* [Action item]:
Going through the entries below, copy out each line that contains "http".

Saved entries
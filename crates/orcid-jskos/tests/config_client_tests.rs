//! Configuration and client tests.
//!
//! Tests actual behavior, not constants.

use std::time::Duration;

use orcid_jskos::client::OrcidClient;
use orcid_jskos::config::Config;
use orcid_jskos::server::JskosServer;

// =============================================================================
// Config Behavior Tests
// =============================================================================

#[test]
fn test_config_default_has_no_credentials() {
    let config = Config::default();
    assert!(!config.has_credentials());
    assert!(config.token_cache_ttl.is_none());
    assert!(!config.surface_upstream_errors);
}

#[test]
fn test_config_needs_both_credentials() {
    assert!(Config::new(Some("APP-1".into()), Some("secret".into())).has_credentials());
    assert!(!Config::new(Some("APP-1".into()), None).has_credentials());
    assert!(!Config::new(None, Some("secret".into())).has_credentials());
}

#[test]
fn test_config_empty_credentials_are_missing() {
    let config = Config::new(Some(String::new()), Some("secret".into()));
    assert!(config.client_id.is_none());
    assert!(!config.has_credentials());
}

#[test]
fn test_config_token_cache() {
    let config = Config::default().with_token_cache(300);
    assert_eq!(config.token_cache_ttl, Some(Duration::from_secs(300)));

    let config = config.with_token_cache(0);
    assert!(config.token_cache_ttl.is_none());
}

#[test]
fn test_config_debug_hides_secret() {
    let config = Config::new(Some("APP-1".into()), Some("super-secret".into()));
    let debug = format!("{config:?}");
    assert!(!debug.contains("super-secret"));
    assert!(debug.contains("APP-1"));
}

// =============================================================================
// Client Behavior Tests
// =============================================================================

#[test]
fn test_client_creation_succeeds() {
    let client = OrcidClient::new(Config::default());
    assert!(client.is_ok());
}

#[test]
fn test_client_reports_credentials_and_cache() {
    let config = Config::for_testing("http://localhost:1").with_token_cache(60);
    let client = OrcidClient::new(config).unwrap();
    assert!(client.has_credentials());
    assert!(client.caches_tokens());

    let client = OrcidClient::new(Config::default()).unwrap();
    assert!(!client.has_credentials());
    assert!(!client.caches_tokens());
}

#[test]
fn test_client_rejects_invalid_endpoints() {
    let config = Config {
        api_url: "not a url".into(),
        ..Config::default()
    };
    assert!(OrcidClient::new(config).is_err());

    let config = Config {
        token_url: "ftp://orcid.org/oauth/token".into(),
        ..Config::default()
    };
    assert!(OrcidClient::new(config).is_err());
}

#[test]
fn test_client_debug_hides_secret() {
    let config = Config::new(Some("APP-1".into()), Some("super-secret".into()));
    let client = OrcidClient::new(config).unwrap();
    let debug = format!("{client:?}");
    assert!(!debug.contains("super-secret"));
    assert!(debug.contains("has_credentials"));
}

#[test]
fn test_server_creation_succeeds() {
    let server = JskosServer::new(Config::for_testing("http://localhost:1")).unwrap();
    assert!(server.service().has_credentials());
    assert_eq!(server.service().uri_space().base(), "http://orcid.org/");
}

* [Result]:
    let config = Config::for_testing("http://localhost:1").with_token_cache(60);
    let server = JskosServer::new(Config::for_testing("http://localhost:1")).unwrap();
    assert_eq!(server.service().uri_space().base(), "http://orcid.org/");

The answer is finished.